The driving motor and the two position sensors are electrically connected with the controller, and the controller is used for receiving position signals so as to control the driving motor to rotate reversely and drive the positioning block to move towards the other end of the detection area after the positioning block moves to one end of the detection area.

9. The pressure pump control method according to claim 1, characterized in that:

the movement of the piston in the same direction in the pump head is uniform movement.

10. The pressure pump control method according to claim 1 or 9, characterized in that:

The reciprocating motion of the piston in the pump head comprises a first stroke and a second stroke;

The reduced volume of the first chamber is the same as the increased volume of the second chamber when the piston moves along the first stroke; the increased volume of the first chamber is the same as the decreased volume of the second chamber when the piston moves along the second stroke;

when the piston moves to the end of the first stroke, the volume of the first chamber is a first volume; when the piston moves to the end of the second stroke, the volume of the second chamber is a second volume; the first volume is the same as the second volume.

11. The pressure pump control method according to claim 1, characterized in that:

The control driving motor drives the piston to reciprocate in the pump head at a first preset speed so as to exhaust the pressure pump until the liquid output by the first pressure stabilizing tube does not contain bubbles, and the control driving motor comprises:

Controlling the driving motor to drive the piston to move along the preset direction at the first preset speed, and driving the positioning block to synchronously move in a detection area;

When one position sensor in the detection area detects that the positioning block moves to one end of the detection area, the driving motor is controlled to drive the piston and the positioning block to move along the direction opposite to the preset direction;

when the other position sensor in the detection area detects that the positioning block moves to the other end of the detection area, the driving motor is controlled to drive the piston and the positioning block to move along the preset direction;

until the liquid output by the first voltage stabilizing tube does not contain bubbles.
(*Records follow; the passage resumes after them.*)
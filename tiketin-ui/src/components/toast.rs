//! Toast Notification Component
//!
//! Shows success and error messages.

use leptos::*;

use crate::state::GlobalState;

/// Toast notification container
#[component]
pub fn Toast() -> impl IntoView {
    let state = use_context::<GlobalState>().expect("GlobalState not found");
    let dismiss = state.clone();

    view! {
        <div class="fixed bottom-20 right-4 z-50 space-y-2">
            // Success toast
            {move || {
                state.success.get().map(|msg| view! {
                    <ToastMessage message=msg variant=ToastVariant::Success />
                })
            }}

            // Error toast, dismissable
            {move || {
                let dismiss = dismiss.clone();
                dismiss.error.get().map(|msg| view! {
                    <div on:click=move |_| dismiss.clear_error() class="cursor-pointer">
                        <ToastMessage message=msg variant=ToastVariant::Error />
                    </div>
                })
            }}
        </div>
    }
}

#[derive(Clone, Copy)]
enum ToastVariant {
    Success,
    Error,
}

#[component]
fn ToastMessage(
    #[prop(into)]
    message: String,
    variant: ToastVariant,
) -> impl IntoView {
    let (icon, bg_class) = match variant {
        ToastVariant::Success => ("✓", "bg-green-600"),
        ToastVariant::Error => ("✕", "bg-red-600"),
    };

    view! {
        <div class=format!(
            "flex items-center space-x-3 {} text-white px-4 py-3 rounded-lg shadow-lg \
             transform transition-all duration-300 ease-out animate-slide-in",
            bg_class
        )>
            <span class="text-lg">{icon}</span>
            <span class="text-sm font-medium">{message}</span>
        </div>
    }
}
12. The pressure pump control method according to claim 1, characterized in that:

The control of the driving motor to drive the piston to reciprocate in the pump head along the preset direction at a second preset speed, so that the first voltage regulator tube continuously outputs the pressurized liquid comprises:

Controlling the driving motor to drive the piston to move along the preset direction at the second preset speed, and driving the positioning block to synchronously move in the detection area;

When one position sensor in the detection area detects that the positioning block moves to one end of the detection area, the driving motor is controlled to drive the piston and the positioning block to move along the direction opposite to the preset direction;

When the other position sensor in the detection area detects that the positioning block moves to the other end of the detection area, the driving motor is controlled to drive the piston and the positioning block to move along the preset direction.

13. The pressure pump control method according to claim 1, characterized in that:

when the driving motor drives the piston to move relative to the pump head, and the push-pull force sensor detects that the push-pull force applied to the piston rod exceeds a preset push-pull force range, the pressure pump is controlled to stop working.

14. The pressure pump control method according to claim 1, characterized in that:

and when the current sensor detects that the current in the driving motor exceeds a preset current range, controlling the pressure pump to stop working.